A fortnight ago Eddie Jones' men were denied back-to-back Grand Slams after losing 13-9 to Ireland at the Aviva Stadium.

"The players don't realise it yet - hopefully they will when they get there - but it's going to be a very special day," McCall said.

"We played Clermont a couple of years ago when there were 30,000 Clermont fans and us. This is going to be double that - there will be 50,000 Munster fans.

"We all know there's an emotional element to this game and we have to make sure we're able to cope with that.

"One of the benefits for us is that we have players who have been through it all before.

"They experienced what they did two weeks ago and experienced a lot of knock-out games over the last five seasons. We have a team that relishes these kinds of occasions."

McCall described Saracens' performance as "outstanding" and Glasgow head coach Gregor Townsend offered the same verdict after the Warriors' European adventure ground to a halt.
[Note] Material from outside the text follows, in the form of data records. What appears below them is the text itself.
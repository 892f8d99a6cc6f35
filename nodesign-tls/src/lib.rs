//! Mutual-TLS identities for nodesign clients and schedulers.
//!
//! Every connection to a scheduler is authenticated in both directions:
//! the client trusts only the configured CA, and the scheduler only accepts
//! client certificates issued by that same CA. The subject common name of a
//! client certificate carries the identity it acts for:
//!
//! - `/users/nobody` for the shared identity used before enrolment
//! - `/users/<node id hex>` for a device certificate issued to one node
//!
//! This crate holds the PEM material ([`TlsConfig`]), turns it into rustls
//! configurations, and provides a small development certificate authority
//! ([`DevCa`]) used by the reference scheduler and by tests.

pub mod ca;
pub mod config;
pub mod x509;

pub use ca::{CertRequest, DevCa};
pub use config::{server_name, TlsConfig, TlsError, CA_FILE, CERT_FILE, KEY_FILE};
pub use x509::{common_name_from_der, common_name_from_pem, device_common_name, NOBODY_COMMON_NAME};
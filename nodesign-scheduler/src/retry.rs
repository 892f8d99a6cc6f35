//! Retry policy and cancellation for scheduler calls.
//!
//! Only transient failures are retried: [`SchedulerError::Connection`] and
//! [`SchedulerError::ServiceUnavailable`]. Authentication failures and every
//! other error are returned on first occurrence.

use std::sync::atomic::{AtomicBool, Ordering};
use std::sync::Arc;
use std::thread;
use std::time::{Duration, Instant};
use tracing::{debug, warn};

use crate::client::SchedulerError;

/// Granularity at which a backoff sleep checks for cancellation.
const SLEEP_SLICE: Duration = Duration::from_millis(50);

/// Shared flag a caller can raise to abandon an in-flight call.
#[derive(Debug, Clone, Default)]
pub struct CancelToken(Arc<AtomicBool>);

impl CancelToken {
    pub fn new() -> Self {
        Self::default()
    }

    pub fn cancel(&self) {
        self.0.store(true, Ordering::SeqCst);
    }

    pub fn is_cancelled(&self) -> bool {
        self.0.load(Ordering::SeqCst)
    }

    /// `Err(Cancelled)` once the token has been raised.
    pub fn check(&self) -> Result<(), SchedulerError> {
        if self.is_cancelled() {
            Err(SchedulerError::Cancelled)
        } else {
            Ok(())
        }
    }
}

/// Exponential backoff policy.
#[derive(Debug, Clone)]
pub struct RetryPolicy {
    /// Total attempts including the first one (at least one is always made)
    pub max_attempts: u32,
    /// Delay before the first retry
    pub base_delay: Duration,
    /// Upper bound on any single delay
    pub max_delay: Duration,
}

impl RetryPolicy {
    pub fn new(max_attempts: u32, base_delay: Duration, max_delay: Duration) -> Self {
        RetryPolicy {
            max_attempts,
            base_delay,
            max_delay,
        }
    }

    /// Delay before retry number `retry` (0 is the first retry).
    pub fn delay(&self, retry: u32) -> Duration {
        let factor = 2u32.saturating_pow(retry);
        self.base_delay
            .checked_mul(factor)
            .unwrap_or(self.max_delay)
            .min(self.max_delay)
    }
}

impl Default for RetryPolicy {
    /// Default: 5 attempts, 500ms base delay, 30s cap.
    fn default() -> Self {
        RetryPolicy {
            max_attempts: 5,
            base_delay: Duration::from_millis(500),
            max_delay: Duration::from_secs(30),
        }
    }
}

/// Run `op` until it succeeds, fails permanently, exhausts the policy, or
/// `cancel` is raised. `op` receives the zero-based attempt number.
pub fn retry<T, F>(
    policy: &RetryPolicy,
    cancel: &CancelToken,
    mut op: F,
) -> Result<T, SchedulerError>
where
    F: FnMut(u32) -> Result<T, SchedulerError>,
{
    let max_attempts = policy.max_attempts.max(1);
    let mut attempt = 0;

    loop {
        cancel.check()?;
        let err = match op(attempt) {
            Ok(value) => return Ok(value),
            Err(err) => err,
        };

        if !err.is_retryable() {
            debug!("Attempt {} failed permanently: {}", attempt + 1, err);
            return Err(err);
        }

        attempt += 1;
        if attempt >= max_attempts {
            warn!("Giving up after {} attempts: {}", attempt, err);
            return Err(err);
        }

        let delay = policy.delay(attempt - 1);
        warn!(
            "Attempt {}/{} failed: {}; retrying in {:?}",
            attempt, max_attempts, err, delay
        );
        sleep_cancellable(delay, cancel)?;
    }
}

fn sleep_cancellable(delay: Duration, cancel: &CancelToken) -> Result<(), SchedulerError> {
    let deadline = Instant::now() + delay;
    loop {
        cancel.check()?;
        let now = Instant::now();
        if now >= deadline {
            return Ok(());
        }
        thread::sleep((deadline - now).min(SLEEP_SLICE));
    }
}

#[cfg(test)]
mod tests {
    use super::*;
    use std::cell::Cell;

    fn fast_policy(max_attempts: u32) -> RetryPolicy {
        RetryPolicy::new(max_attempts, Duration::from_millis(1), Duration::from_millis(2))
    }

    #[test]
    fn test_delay_grows_and_caps() {
        let policy = RetryPolicy::new(10, Duration::from_millis(100), Duration::from_secs(1));
        assert_eq!(policy.delay(0), Duration::from_millis(100));
        assert_eq!(policy.delay(1), Duration::from_millis(200));
        assert_eq!(policy.delay(3), Duration::from_millis(800));
        assert_eq!(policy.delay(4), Duration::from_secs(1));
        assert_eq!(policy.delay(40), Duration::from_secs(1));
    }

    #[test]
    fn test_connection_errors_are_retried() {
        let calls = Cell::new(0);
        let result = retry(&fast_policy(3), &CancelToken::new(), |_| {
            calls.set(calls.get() + 1);
            if calls.get() < 3 {
                Err(SchedulerError::Connection("refused".to_string()))
            } else {
                Ok("scheduled")
            }
        });
        assert_eq!(result.unwrap(), "scheduled");
        assert_eq!(calls.get(), 3);
    }

    #[test]
    fn test_unavailable_exhausts_attempts() {
        let calls = Cell::new(0);
        let result: Result<(), _> = retry(&fast_policy(4), &CancelToken::new(), |_| {
            calls.set(calls.get() + 1);
            Err(SchedulerError::ServiceUnavailable("draining".to_string()))
        });
        assert!(matches!(result, Err(SchedulerError::ServiceUnavailable(_))));
        assert_eq!(calls.get(), 4);
    }

    #[test]
    fn test_auth_error_is_not_retried() {
        let calls = Cell::new(0);
        let result: Result<(), _> = retry(&fast_policy(5), &CancelToken::new(), |_| {
            calls.set(calls.get() + 1);
            Err(SchedulerError::Auth("bad certificate".to_string()))
        });
        assert!(matches!(result, Err(SchedulerError::Auth(_))));
        assert_eq!(calls.get(), 1);
    }

    #[test]
    fn test_zero_attempts_still_tries_once() {
        let calls = Cell::new(0);
        let _ = retry(&fast_policy(0), &CancelToken::new(), |_| {
            calls.set(calls.get() + 1);
            Err::<(), _>(SchedulerError::Connection("refused".to_string()))
        });
        assert_eq!(calls.get(), 1);
    }

    #[test]
    fn test_cancelled_before_first_attempt() {
        let cancel = CancelToken::new();
        cancel.cancel();
        let calls = Cell::new(0);
        let result: Result<(), _> = retry(&fast_policy(3), &cancel, |_| {
            calls.set(calls.get() + 1);
            Ok(())
        });
        assert!(matches!(result, Err(SchedulerError::Cancelled)));
        assert_eq!(calls.get(), 0);
    }

    #[test]
    fn test_cancel_during_backoff() {
        let cancel = CancelToken::new();
        let policy = RetryPolicy::new(3, Duration::from_secs(60), Duration::from_secs(60));
        let canceller = cancel.clone();

        let started = Instant::now();
        let result: Result<(), _> = retry(&policy, &cancel, |_| {
            canceller.cancel();
            Err(SchedulerError::Connection("refused".to_string()))
        });
        assert!(matches!(result, Err(SchedulerError::Cancelled)));
        assert!(started.elapsed() < Duration::from_secs(5));
    }
}
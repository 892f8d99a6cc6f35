//! The node signer.

use secp256k1::{ecdsa::Signature, Message, PublicKey, Secp256k1};
use sha2::{Digest, Sha256};
use std::fmt;
use std::sync::Arc;
use thiserror::Error;
use tracing::debug;

use nodesign_tls::{TlsConfig, TlsError};

use crate::hsmd::{Hsmd, HsmdError, HsmdInfo, SoftHsmd};
use crate::network::Network;
use crate::node_id::NodeId;
use crate::seed::Seed;

/// Length of a compact ECDSA signature.
pub const SIGNATURE_LEN: usize = 64;

/// Domain prefix for signed messages.
const MESSAGE_PREFIX: &[u8] = b"Lightning Signed Message:";

/// Errors from the signer.
#[derive(Debug, Error)]
pub enum SignerError {
    #[error("Invalid seed: expected {expected} bytes, got {actual}")]
    InvalidSeed { expected: usize, actual: usize },

    #[error("Unknown network: {0}")]
    UnknownNetwork(String),

    #[error("Invalid node id: {0}")]
    InvalidNodeId(String),

    #[error("Invalid signature: {0}")]
    InvalidSignature(String),

    #[error("Hsmd error: {0}")]
    Hsmd(#[from] HsmdError),

    #[error("TLS error: {0}")]
    Tls(#[from] TlsError),
}

/// Holds a node's seed for one network and signs on its behalf.
pub struct Signer {
    seed: Seed,
    network: Network,
    node_id: NodeId,
    tls: TlsConfig,
    hsmd: Arc<dyn Hsmd>,
}

impl Signer {
    /// Create a signer using the in-process [`SoftHsmd`] backend.
    ///
    /// Fails with [`SignerError::InvalidSeed`] unless `seed` is exactly 32
    /// bytes long.
    pub fn new(seed: &[u8], network: Network, tls: TlsConfig) -> Result<Self, SignerError> {
        Self::with_hsmd(seed, network, tls, Arc::new(SoftHsmd::new()))
    }

    /// Create a signer delegating to the given backend.
    ///
    /// The TLS material must build a client configuration.
    pub fn with_hsmd(
        seed: &[u8],
        network: Network,
        tls: TlsConfig,
        hsmd: Arc<dyn Hsmd>,
    ) -> Result<Self, SignerError> {
        Self::build(Seed::from_slice(seed)?, network, tls, hsmd)
    }

    /// Create a signer from an already validated seed.
    pub fn from_seed(seed: Seed, network: Network, tls: TlsConfig) -> Result<Self, SignerError> {
        Self::build(seed, network, tls, Arc::new(SoftHsmd::new()))
    }

    fn build(
        seed: Seed,
        network: Network,
        tls: TlsConfig,
        hsmd: Arc<dyn Hsmd>,
    ) -> Result<Self, SignerError> {
        tls.client_config()?;
        let node_id = hsmd.node_id(&seed, network)?;
        debug!("Initialized signer: network={}, node_id={}", network, node_id);

        Ok(Self {
            seed,
            network,
            node_id,
            tls,
            hsmd,
        })
    }

    /// The node identifier derived from the seed and network.
    ///
    /// Computed once at construction; calling this has no side effects.
    pub fn node_id(&self) -> NodeId {
        self.node_id
    }

    pub fn network(&self) -> Network {
        self.network
    }

    pub fn tls(&self) -> &TlsConfig {
        &self.tls
    }

    /// Describe the backend this signer delegates to.
    pub fn hsmd_info(&self) -> HsmdInfo {
        self.hsmd.info()
    }

    /// Sign an arbitrary message with the node key.
    pub fn sign_message(&self, message: &[u8]) -> Result<[u8; SIGNATURE_LEN], SignerError> {
        let digest = message_digest(message);
        debug!("Signing message: len={}", message.len());
        Ok(self.hsmd.sign_digest(&self.seed, self.network, &digest)?)
    }

    /// Sign a scheduler challenge.
    pub fn sign_challenge(&self, challenge: &[u8]) -> Result<Vec<u8>, SignerError> {
        Ok(self.sign_message(challenge)?.to_vec())
    }
}

impl fmt::Debug for Signer {
    fn fmt(&self, f: &mut fmt::Formatter<'_>) -> fmt::Result {
        f.debug_struct("Signer")
            .field("network", &self.network)
            .field("node_id", &self.node_id)
            .field("hsmd", &self.hsmd.info().name)
            .finish_non_exhaustive()
    }
}

/// Digest signed by [`Signer::sign_message`]: double SHA-256 over the
/// prefixed message.
pub fn message_digest(message: &[u8]) -> [u8; 32] {
    let mut hasher = Sha256::new();
    hasher.update(MESSAGE_PREFIX);
    hasher.update(message);
    Sha256::digest(hasher.finalize()).into()
}

/// Verify a signature produced by [`Signer::sign_message`].
pub fn verify_message(
    node_id: &NodeId,
    message: &[u8],
    signature: &[u8],
) -> Result<(), SignerError> {
    let pubkey = PublicKey::from_slice(node_id.as_bytes())
        .map_err(|e| SignerError::InvalidNodeId(e.to_string()))?;
    let sig = Signature::from_compact(signature)
        .map_err(|e| SignerError::InvalidSignature(e.to_string()))?;
    let msg = Message::from_digest(message_digest(message));

    Secp256k1::verification_only()
        .verify_ecdsa(&msg, &sig, &pubkey)
        .map_err(|e| SignerError::InvalidSignature(e.to_string()))
}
"We're obviously disappointed. We put in huge effort to get here and we didn't deliver," Townsend said.

"Saracens did a number of things very well, their physicality when carrying the ball being one of them. The pace they played at was excellent. They were outstanding.

"To click so well straight after the Six Nations is a credit to their coaches and their players. On this form they will be very hard to beat.

"A French journalist spoke to me at the start of year and said Saracens are going to win Europe, saying they're unbeatable.

"And when you see them play like that, they're very difficult to beat. They've expanded their game. They got their back three on the ball a lot. They were excellent."